These are the XML elements and attributes in a PL/Container configuration file.

configuration

Root element for the XML file.

runtime

One element for each specific container available in the system. These are child elements of the configuration element.

id

Required. The value is used to reference a Docker container from a PL/Container user-defined function. The id value must be unique in the configuration. The id must start with a character or digit (a-z, A-Z, or 0-9) and can contain characters, digits, or the characters _ (underscore), . (period), or - (dash). Maximum length is 63 Bytes.

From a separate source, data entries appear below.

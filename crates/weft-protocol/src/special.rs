//! The special message vocabulary.
//!
//! Messages whose class is [`MSGBUS_CLASS`] are interpreted by routers and
//! bridges instead of (or in addition to) being forwarded. The method names
//! below are protocol constants; their handling is described on the routing
//! nodes that consume them.

use std::{
    io::{self, Cursor},
    time::{Duration, SystemTime, UNIX_EPOCH},
};

use byteorder::{BigEndian, ReadBytesExt, WriteBytesExt};

use weft_core::{
    error::{Error, Result},
    identifier::Identifier,
    message::{EndpointId, Message, MessageId, VerificationBits},
};

/// Class identifier of all special bus messages.
pub const MSGBUS_CLASS: Identifier = Identifier::new("eagiMsgBus");

const fn msgbus_id(method: &str) -> MessageId {
    MessageId::new(MSGBUS_CLASS, Identifier::new(method))
}

/// Returns true for messages interpreted by routers and bridges.
pub fn is_special(msg_id: MessageId) -> bool {
    msg_id.class == MSGBUS_CLASS
}

/// Request/response ping probe.
pub const PING: MessageId = msgbus_id("ping");
/// Response to [`PING`].
pub const PONG: MessageId = msgbus_id("pong");

/// A new peer requests an endpoint id assignment.
pub const REQUEST_ID: MessageId = msgbus_id("requestId");
/// A router assigns an endpoint id (carried in the target field).
pub const ASSIGN_ID: MessageId = msgbus_id("assignId");
/// A router confirms an adopted id (carried in the target field).
pub const CONFIRM_ID: MessageId = msgbus_id("confirmId");
/// A router-capable peer announces its own id base.
pub const ANNOUNCE_ID: MessageId = msgbus_id("announceId");
/// An endpoint announces its self-assigned id.
pub const ANNOUNCE_ENDPOINT_ID: MessageId = msgbus_id("annEndptId");
/// A peer declares that it is not a router.
pub const NOT_A_ROUTER: MessageId = msgbus_id("notARouter");

/// An endpoint subscribes to a message type.
pub const SUBSCRIBE_TO: MessageId = msgbus_id("subscribTo");
/// An endpoint unsubscribes from a message type.
pub const UNSUBSCRIBE_FROM: MessageId = msgbus_id("unsubFrom");
/// An endpoint reports not being subscribed to a message type.
pub const NOT_SUBSCRIBED_TO: MessageId = msgbus_id("notSubTo");
/// Query which endpoints subscribe to a message type.
pub const QUERY_SUBSCRIBERS: MessageId = msgbus_id("qrySubscrb");
/// Query the subscriptions of an endpoint.
pub const QUERY_SUBSCRIPTIONS: MessageId = msgbus_id("qrySubscrp");
/// Periodic endpoint liveness refresh.
pub const STILL_ALIVE: MessageId = msgbus_id("stillAlive");

/// Add a message id to a link's allow list.
pub const MSG_ALLOW_LIST: MessageId = msgbus_id("msgAlwList");
/// Add a message id to a link's block list.
pub const MSG_BLOCK_LIST: MessageId = msgbus_id("msgBlkList");
/// Clear a link's allow list.
pub const CLEAR_ALLOW_LIST: MessageId = msgbus_id("clrAlwList");
/// Clear a link's block list.
pub const CLEAR_BLOCK_LIST: MessageId = msgbus_id("clrBlkList");

/// One fragment of a blob in transfer.
pub const BLOB_FRAGMENT: MessageId = msgbus_id("blobFrgmnt");
/// Request to resend a missing blob window.
pub const BLOB_RESEND: MessageId = msgbus_id("blobResend");
/// Announcement of an upcoming blob.
pub const BLOB_PREPARE: MessageId = msgbus_id("blobPrpare");

/// Query a router's certificate.
pub const ROUTER_CERT_QUERY: MessageId = msgbus_id("rtrCertQry");
/// Query an endpoint's certificate.
pub const ENDPOINT_CERT_QUERY: MessageId = msgbus_id("eptCertQry");
/// Blob class/method carrying a router certificate in PEM form.
pub const ROUTER_CERT_PEM: MessageId = msgbus_id("rtrCertPem");
/// Blob class/method carrying an endpoint certificate in PEM form.
pub const ENDPOINT_CERT_PEM: MessageId = msgbus_id("eptCertPem");

/// Query the topology of the bus.
pub const TOPOLOGY_QUERY: MessageId = msgbus_id("topoQuery");
/// Topology response describing one router link.
pub const TOPOLOGY_ROUTER_CONN: MessageId = msgbus_id("topoRutrCn");
/// Topology response describing a bridge link.
pub const TOPOLOGY_BRIDGE_CONN: MessageId = msgbus_id("topoBrdgCn");
/// Topology response describing an endpoint.
pub const TOPOLOGY_ENDPOINT: MessageId = msgbus_id("topoEndpt");

/// Query accumulated statistics.
pub const STATS_QUERY: MessageId = msgbus_id("statsQuery");
/// Statistics response of a router.
pub const STATS_ROUTER: MessageId = msgbus_id("statsRutr");
/// Statistics response of a bridge.
pub const STATS_BRIDGE: MessageId = msgbus_id("statsBrdg");
/// Statistics response of an endpoint.
pub const STATS_ENDPOINT: MessageId = msgbus_id("statsEndpt");
/// Statistics response describing one connection.
pub const STATS_CONNECTION: MessageId = msgbus_id("statsConn");

/// Message flow information sent by routers to their nodes.
pub const MSG_FLOW_INFO: MessageId = msgbus_id("msgFlowInf");

/// An endpoint leaves the bus.
pub const BYE_BYE_ENDPOINT: MessageId = msgbus_id("byeByeEndp");
/// A router leaves the bus.
pub const BYE_BYE_ROUTER: MessageId = msgbus_id("byeByeRutr");
/// A bridge leaves the bus.
pub const BYE_BYE_BRIDGE: MessageId = msgbus_id("byeByeBrdg");

/// Request to shut a node down, sent by control endpoints.
pub const SHUTDOWN: MessageId =
    MessageId::new(Identifier::new("Shutdown"), Identifier::new("shutdown"));

/// Verification bits a shutdown request must carry to be honored.
pub const SHUTDOWN_VERIFICATION: VerificationBits = VerificationBits::ALL;

/// A decoded shutdown request.
#[derive(Clone, Copy, Debug, PartialEq, Eq)]
pub struct ShutdownRequest {
    /// Id of the endpoint that sent the request.
    pub source_id: EndpointId,
    /// Age of the request when it was decoded.
    pub age: Duration,
    /// Which properties of the request were verified.
    pub verified: VerificationBits,
}

impl ShutdownRequest {
    /// Encodes the shutdown payload (the current wall-clock timestamp).
    pub fn encode_now(buffer: &mut Vec<u8>) -> io::Result<()> {
        let now_ms = SystemTime::now()
            .duration_since(UNIX_EPOCH)
            .unwrap_or(Duration::ZERO)
            .as_millis() as u64;
        buffer.write_u64::<BigEndian>(now_ms)?;
        Ok(())
    }

    /// Decodes a shutdown request from a message, computing its age from
    /// the embedded timestamp.
    pub fn decode(message: &Message) -> Result<Self> {
        let mut cursor = Cursor::new(message.content());
        let sent_ms = cursor
            .read_u64::<BigEndian>()
            .map_err(|error| Error::Decode(error.to_string()))?;
        let now_ms = SystemTime::now()
            .duration_since(UNIX_EPOCH)
            .unwrap_or(Duration::ZERO)
            .as_millis() as u64;
        Ok(Self {
            source_id: message.source_id,
            age: Duration::from_millis(now_ms.saturating_sub(sent_ms)),
            verified: message.verification,
        })
    }

    /// Returns true when the request passes the age and verification
    /// policy from the given configuration.
    pub fn is_acceptable(&self, config: &weft_core::config::ShutdownConfig) -> bool {
        if config.ignore {
            return false;
        }
        if self.age > config.max_age {
            return false;
        }
        !config.verify || self.verified.has_all(SHUTDOWN_VERIFICATION)
    }
}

The id specifies which Docker image to use when PL/Container creates a Docker container to run a user-defined function.

image

Required. The value is the full Docker image name, including image tag. The same way you specify them for starting this container in Docker. Configuration allows to have many container objects referencing the same image name, this way in Docker they would be represented by identical containers.

For example, you might have two runtime elements, with different id elements, plc_python_128 and plc_python_256, both referencing the Docker image pivotaldata/plcontainer_python:1.0.0. The first runtime specifies a 128MB RAM limit and the second one specifies a 256MB limit that is specified by the memory_mb attribute of a setting element.

command

Required. The value is the command to be run inside of container to start the client process inside in the container. When creating a runtime element, the plcontainer utility adds a command element based on the language (the -l option).

command element for the Python 2 language.

  1. <command>/clientdir/pyclient.sh</command>

command element for the Python 3 language.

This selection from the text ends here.